禅宗では祖師尊崇の傾向が強く、数多くの肖像彫刻が造られました。 像主は多くの場合、法衣を着て曲彔と呼ばれる椅子に坐り、法衣の裾や袖は曲彔の下に垂れ下がるように表されています。 この種の像を美術史では頂相彫刻と呼んでいます。
当寺には市の重要歴史記念物に指定されている木造国一禅師坐像が所蔵されています。 本像は、法衣の裾を垂下し、曲彔に坐す通常の頂相彫刻の姿に造られています。 構造は寄木造・玉眼で、漆地に彩色を施していましたが、現在はほとんど剥落しています。
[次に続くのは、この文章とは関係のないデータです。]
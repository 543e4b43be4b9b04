/// [Szudzik pairing function][szudzik-pairing].
///
/// ```text
/// (a, b) -> if (a<b) then (b^2 + a) else (a^2 + a + b)
/// ```
///
/// Wrapping arithmetic keeps large inputs from overflowing; the result is then
/// only a hash, not a bijection, which is fine for bucket selection.
///
/// [szudzik-pairing]: http://szudzik.com/ElegantPairing.pdf
pub fn pairing_szudzik(a: u64, b: u64) -> u64 {
    if a < b {
        b.wrapping_mul(b).wrapping_add(a)
    } else {
        a.wrapping_mul(a).wrapping_add(a).wrapping_add(b)
    }
}

/// Pairing function for two `u64` values.
pub fn pairing2(a: u64, b: u64) -> u64 {
    pairing_szudzik(a, b)
}

/// Pairing function for three `u64` values.
pub fn pairing3(a: u64, b: u64, c: u64) -> u64 {
    pairing2(pairing2(a, b), c)
}

pub trait MyHash {
    /// Hash used for bucket and cache-slot selection.
    fn hash(&self) -> u64;
}

impl MyHash for u64 {
    fn hash(&self) -> u64 {
        *self
    }
}

impl MyHash for (u64, u64) {
    fn hash(&self) -> u64 {
        pairing2(self.0, self.1)
    }
}

impl MyHash for (u64, u64, u64) {
    fn hash(&self) -> u64 {
        pairing3(self.0, self.1, self.2)
    }
}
像主の個性的な顔立ちは的確に表現されていますが、法衣の表現に少し形式化の跡が認められるところから、禅師が亡くなってから暫くした後に造立された追慕像で、制作年代は室町時代と考えられています。 像主が国一禅師であることは、像の首枘に「国一禅師」と記された銘文などによってわかります。
国一禅師は、常陸の国に生まれ、無学祖元に師事した後、下総光福寺や鎌倉万寿寺(廃絶)や建長寺の住職を勤め、元亨元年に89歳で亡くなりました。
また、胎内には2枚の銘札が納入されており、正徳五年に仏師薩摩が、明和六年には三橋永助がそれぞれ修理したこと、大正八年に建長寺(鎌倉市)の塔頭であった向上庵(廃絶)から寿福寺に移されたことがわかります。